• _Goal of the exercise_
What you return must be the lines of the data that hold the word "FighterId".

Stored data entries
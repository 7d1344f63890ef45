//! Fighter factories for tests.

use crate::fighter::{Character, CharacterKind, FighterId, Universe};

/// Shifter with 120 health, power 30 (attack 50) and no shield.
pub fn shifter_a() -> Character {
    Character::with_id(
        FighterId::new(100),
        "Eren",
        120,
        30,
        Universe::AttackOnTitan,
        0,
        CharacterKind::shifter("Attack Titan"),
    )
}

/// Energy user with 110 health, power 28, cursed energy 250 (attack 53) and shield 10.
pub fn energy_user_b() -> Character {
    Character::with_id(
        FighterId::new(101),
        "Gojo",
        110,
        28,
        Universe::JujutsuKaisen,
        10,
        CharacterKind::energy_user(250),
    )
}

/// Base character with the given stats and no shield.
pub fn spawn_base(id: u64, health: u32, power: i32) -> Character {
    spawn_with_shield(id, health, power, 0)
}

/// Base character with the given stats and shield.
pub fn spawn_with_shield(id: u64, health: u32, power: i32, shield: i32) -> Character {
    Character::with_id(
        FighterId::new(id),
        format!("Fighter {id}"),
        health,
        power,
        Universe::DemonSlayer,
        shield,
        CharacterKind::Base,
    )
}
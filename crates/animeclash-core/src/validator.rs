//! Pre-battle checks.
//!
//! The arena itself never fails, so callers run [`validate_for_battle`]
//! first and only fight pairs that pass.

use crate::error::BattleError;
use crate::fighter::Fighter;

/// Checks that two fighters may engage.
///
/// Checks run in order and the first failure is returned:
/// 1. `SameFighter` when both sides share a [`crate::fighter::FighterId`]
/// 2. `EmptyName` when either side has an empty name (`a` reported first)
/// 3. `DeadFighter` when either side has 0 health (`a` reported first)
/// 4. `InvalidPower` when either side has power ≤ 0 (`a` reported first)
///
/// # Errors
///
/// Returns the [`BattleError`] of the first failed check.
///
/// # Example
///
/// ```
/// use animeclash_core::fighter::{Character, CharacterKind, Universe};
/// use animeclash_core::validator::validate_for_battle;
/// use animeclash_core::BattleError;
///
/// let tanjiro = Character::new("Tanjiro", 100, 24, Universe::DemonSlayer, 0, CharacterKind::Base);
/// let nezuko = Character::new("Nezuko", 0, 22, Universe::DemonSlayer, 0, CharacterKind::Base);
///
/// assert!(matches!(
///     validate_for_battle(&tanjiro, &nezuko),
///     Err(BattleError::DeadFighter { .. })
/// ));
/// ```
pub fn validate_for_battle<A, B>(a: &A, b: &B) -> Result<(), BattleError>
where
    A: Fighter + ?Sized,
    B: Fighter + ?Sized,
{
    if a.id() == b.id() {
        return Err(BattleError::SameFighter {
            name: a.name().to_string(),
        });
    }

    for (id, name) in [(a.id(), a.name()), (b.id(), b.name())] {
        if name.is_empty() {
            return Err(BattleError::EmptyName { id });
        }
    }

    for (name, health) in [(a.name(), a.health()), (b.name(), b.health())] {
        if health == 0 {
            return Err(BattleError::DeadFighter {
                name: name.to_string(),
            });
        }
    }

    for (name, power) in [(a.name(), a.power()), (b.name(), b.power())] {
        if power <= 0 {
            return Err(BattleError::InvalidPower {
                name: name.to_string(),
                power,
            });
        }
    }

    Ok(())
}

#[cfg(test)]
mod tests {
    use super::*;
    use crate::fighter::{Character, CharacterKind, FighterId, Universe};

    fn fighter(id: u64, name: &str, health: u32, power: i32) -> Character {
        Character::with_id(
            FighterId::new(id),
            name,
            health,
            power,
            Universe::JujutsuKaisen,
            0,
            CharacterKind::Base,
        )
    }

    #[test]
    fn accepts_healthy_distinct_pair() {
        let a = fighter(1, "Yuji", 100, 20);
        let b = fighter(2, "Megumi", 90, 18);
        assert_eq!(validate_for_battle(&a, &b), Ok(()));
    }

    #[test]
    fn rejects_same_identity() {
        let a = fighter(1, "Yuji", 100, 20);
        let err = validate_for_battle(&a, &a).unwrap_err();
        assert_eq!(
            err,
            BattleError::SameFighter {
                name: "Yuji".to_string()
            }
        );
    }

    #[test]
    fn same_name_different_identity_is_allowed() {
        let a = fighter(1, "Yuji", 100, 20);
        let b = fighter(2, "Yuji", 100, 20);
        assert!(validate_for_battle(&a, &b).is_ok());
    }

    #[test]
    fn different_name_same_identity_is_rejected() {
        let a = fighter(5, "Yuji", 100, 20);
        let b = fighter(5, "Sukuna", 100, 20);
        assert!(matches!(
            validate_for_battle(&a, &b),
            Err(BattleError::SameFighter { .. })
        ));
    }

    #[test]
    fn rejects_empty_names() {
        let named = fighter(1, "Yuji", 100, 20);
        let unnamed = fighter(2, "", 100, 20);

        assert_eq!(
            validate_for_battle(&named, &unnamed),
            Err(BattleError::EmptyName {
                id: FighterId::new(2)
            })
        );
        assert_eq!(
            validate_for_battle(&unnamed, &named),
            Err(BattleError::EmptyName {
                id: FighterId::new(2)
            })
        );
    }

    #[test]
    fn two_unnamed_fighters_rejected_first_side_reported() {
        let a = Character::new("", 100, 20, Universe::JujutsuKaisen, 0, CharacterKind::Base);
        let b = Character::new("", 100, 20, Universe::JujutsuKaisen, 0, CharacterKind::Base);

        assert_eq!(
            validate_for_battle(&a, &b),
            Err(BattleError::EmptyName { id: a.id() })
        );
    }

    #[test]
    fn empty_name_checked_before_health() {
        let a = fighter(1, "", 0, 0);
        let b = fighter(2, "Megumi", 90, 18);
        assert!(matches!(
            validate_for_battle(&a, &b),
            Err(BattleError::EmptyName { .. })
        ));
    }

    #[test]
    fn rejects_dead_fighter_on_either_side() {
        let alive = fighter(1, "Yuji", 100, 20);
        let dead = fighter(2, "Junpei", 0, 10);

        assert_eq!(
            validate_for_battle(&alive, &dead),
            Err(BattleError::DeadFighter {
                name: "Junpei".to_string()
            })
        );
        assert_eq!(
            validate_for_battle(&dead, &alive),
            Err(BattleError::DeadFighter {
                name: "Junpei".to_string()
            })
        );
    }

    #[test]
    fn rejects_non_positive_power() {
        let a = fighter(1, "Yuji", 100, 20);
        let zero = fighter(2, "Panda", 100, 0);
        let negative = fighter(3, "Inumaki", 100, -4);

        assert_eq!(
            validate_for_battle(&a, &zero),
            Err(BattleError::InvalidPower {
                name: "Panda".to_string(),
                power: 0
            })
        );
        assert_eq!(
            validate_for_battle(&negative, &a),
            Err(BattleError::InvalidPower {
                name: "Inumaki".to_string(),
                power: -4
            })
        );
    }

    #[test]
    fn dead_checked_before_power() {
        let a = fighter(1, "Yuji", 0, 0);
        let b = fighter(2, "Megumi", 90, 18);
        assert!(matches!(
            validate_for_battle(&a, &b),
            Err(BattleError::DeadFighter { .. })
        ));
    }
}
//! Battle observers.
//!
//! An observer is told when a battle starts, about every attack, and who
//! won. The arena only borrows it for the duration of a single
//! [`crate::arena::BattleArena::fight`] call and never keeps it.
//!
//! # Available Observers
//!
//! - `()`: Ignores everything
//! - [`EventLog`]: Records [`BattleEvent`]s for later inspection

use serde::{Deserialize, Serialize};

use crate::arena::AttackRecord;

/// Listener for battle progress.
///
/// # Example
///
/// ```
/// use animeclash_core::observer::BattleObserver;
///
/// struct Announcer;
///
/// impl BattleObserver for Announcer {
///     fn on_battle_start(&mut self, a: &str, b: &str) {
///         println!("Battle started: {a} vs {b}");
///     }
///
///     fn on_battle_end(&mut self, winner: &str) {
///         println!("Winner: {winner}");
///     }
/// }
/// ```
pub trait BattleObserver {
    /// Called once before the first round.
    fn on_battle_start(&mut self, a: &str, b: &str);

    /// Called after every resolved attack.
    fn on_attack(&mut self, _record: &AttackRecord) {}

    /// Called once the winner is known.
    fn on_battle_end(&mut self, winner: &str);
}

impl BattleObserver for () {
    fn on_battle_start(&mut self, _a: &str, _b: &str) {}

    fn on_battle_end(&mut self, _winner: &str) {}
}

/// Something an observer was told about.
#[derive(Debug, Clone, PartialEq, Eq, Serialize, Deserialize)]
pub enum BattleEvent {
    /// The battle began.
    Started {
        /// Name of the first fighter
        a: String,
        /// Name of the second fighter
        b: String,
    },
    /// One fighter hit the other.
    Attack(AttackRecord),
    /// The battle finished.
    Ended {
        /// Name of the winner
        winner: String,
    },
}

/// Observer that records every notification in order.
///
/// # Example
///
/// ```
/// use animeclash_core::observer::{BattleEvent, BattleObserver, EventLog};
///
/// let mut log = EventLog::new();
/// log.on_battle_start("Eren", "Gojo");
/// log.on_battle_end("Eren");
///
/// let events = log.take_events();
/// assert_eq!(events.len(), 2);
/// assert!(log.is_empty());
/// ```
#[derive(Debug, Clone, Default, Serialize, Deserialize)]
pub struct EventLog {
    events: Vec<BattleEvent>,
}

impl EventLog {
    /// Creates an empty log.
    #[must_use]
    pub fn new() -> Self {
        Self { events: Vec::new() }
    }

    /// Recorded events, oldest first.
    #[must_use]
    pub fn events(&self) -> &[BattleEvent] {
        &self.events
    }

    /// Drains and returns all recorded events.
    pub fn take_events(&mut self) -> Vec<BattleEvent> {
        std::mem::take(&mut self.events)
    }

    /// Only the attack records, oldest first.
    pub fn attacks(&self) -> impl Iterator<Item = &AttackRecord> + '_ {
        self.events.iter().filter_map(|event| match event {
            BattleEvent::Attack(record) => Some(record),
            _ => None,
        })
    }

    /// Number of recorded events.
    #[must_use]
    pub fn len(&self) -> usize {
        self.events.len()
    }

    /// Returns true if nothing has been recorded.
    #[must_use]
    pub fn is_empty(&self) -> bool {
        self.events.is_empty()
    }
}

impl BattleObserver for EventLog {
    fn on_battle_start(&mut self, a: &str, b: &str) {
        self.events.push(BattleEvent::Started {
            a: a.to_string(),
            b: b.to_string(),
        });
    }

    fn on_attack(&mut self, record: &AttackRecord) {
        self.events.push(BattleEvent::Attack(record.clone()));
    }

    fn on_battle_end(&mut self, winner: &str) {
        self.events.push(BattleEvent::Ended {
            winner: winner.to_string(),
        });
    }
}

• _Task solution_
use crate::fighter::{Character, CharacterKind, FighterId, Universe};
        FighterId::new(100),
        FighterId::new(101),
        FighterId::new(id),
/// 1. `SameFighter` when both sides share a [`crate::fighter::FighterId`]
    use crate::fighter::{Character, CharacterKind, FighterId, Universe};
            FighterId::new(id),
                id: FighterId::new(2)
                id: FighterId::new(2)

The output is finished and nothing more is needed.